Ministers plan to make it simpler to block companies from seeking public sector work after a string of scandals.
The Procurement Bill - one of 38 in the Queen’s Speech - could lower the bar to exclude suppliers from contracts, to take more account of their performance.
It will also create a central ‘debarment register’ of banned firms that councils, hospitals and schools can check.
And the Cabinet Office’s new ‘procurement review unit’ will be given stronger powers to investigate concerns.
Security firm G4S was barred from public contracts after overcharging for prisoner tagging, but allowed to resume a few months later in 2014 after it made improvements.
There is no suggestion the firm would be barred under the new rules, and details of the Bill - introduced today to Parliament - are still very thin.
However, it’s understood ministers plan to change the threshold to take more account of firms’ performance.
Currently firms can be excluded from bidding for work if they commit offences like bribery, corruption or fraud; modern slavery, grave misconduct, or ‘significant or persistent deficiencies’ in a key clause in a previous contract.
It’s understood Cabinet Office officials believe that bar - set by EU laws - is too high.

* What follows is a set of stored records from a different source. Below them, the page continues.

// SPDX-License-Identifier: BUSL-1.1
// Copyright (c) 2026 Alfred Jean LLC

//! Opaque, content-addressed request identity.

use std::fmt;

/// Opaque byte identity of a [`crate::request::Request`], assigned by the
/// spider. Equality and hashing are byte-for-byte; the worker never
/// interprets its contents.
#[derive(Debug, Clone, PartialEq, Eq, Hash, PartialOrd, Ord, serde::Serialize, serde::Deserialize)]
pub struct Fingerprint(Vec<u8>);

impl Fingerprint {
    pub fn new(bytes: impl Into<Vec<u8>>) -> Self {
        Self(bytes.into())
    }

    pub fn as_bytes(&self) -> &[u8] {
        &self.0
    }

    pub fn into_bytes(self) -> Vec<u8> {
        self.0
    }
}

impl From<Vec<u8>> for Fingerprint {
    fn from(bytes: Vec<u8>) -> Self {
        Self(bytes)
    }
}

impl From<&[u8]> for Fingerprint {
    fn from(bytes: &[u8]) -> Self {
        Self(bytes.to_vec())
    }
}

impl From<&str> for Fingerprint {
    fn from(s: &str) -> Self {
        Self(s.as_bytes().to_vec())
    }
}

/// Hex rendering for log lines; the fingerprint itself has no textual form.
impl fmt::Display for Fingerprint {
    fn fmt(&self, f: &mut fmt::Formatter<'_>) -> fmt::Result {
        write!(f, "{}", hex::encode(&self.0))
    }
}

#[cfg(test)]
#[path = "fingerprint_tests.rs"]
mod tests;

The move could spark a flurry of legal challenges as there will be an appeal system for firms that are barred.
The new system will apply to all public bodies including councils, schools and NHS hospital contracts like MRI scanners.
Only NHS clinical commissioning groups - which are covered by the controversial new Health and Care Bill - will be excluded.
The new system could launch in 2023, but existing contracts will continue for years while it is introduced.
Boris Johnson ’s Queen’s Speech boasted the Bill will “take advantage of the benefits of Brexit ” and “cut red tape”.
Covering £300bn a year of public spending, it will replace four different procurement rules.
It also pledges new rules to “buy at pace when needed to protect life”.
That could spark alarm after firms won millions in Covid contracts through a “VIP lane”.
Emergency Covid laws allowed firms with links to Tory MPs, ministers and government officials to secure contracts without going through the usual bidding process.
In January, the High Court ruled the Department for Health and Social care had acted unlawfully in handing £595m of contracts to two firms using the VIP lane.
Officials insisted there will be checks and balances in place to avoid cronyism.
But Shadow Cabinet Office minister Rachel Hopkins said: “The Conservative Government has shown it can’t be trusted on public procurement after wasting billions of taxpayers’ money on dodgy PPE and crony contracts through its VIP lane.
“A personal relationship with a Tory minister should have no bearing on whether a company gets a contract.
“We need to see a genuine commitment to reshape procurement, from the integrity of the process to the delivery of real social and economic value.”
Officials say the Bill will make it easier for small UK firms to apply for contracts with one simple online database.
But public bodies can only pledge to ‘buy British’ for the smallest contracts - worth under about £140,000 for government or £190,000 for the wider public sector.
For more valuable contracts, firms around the world will still be able to apply alongside UK ones.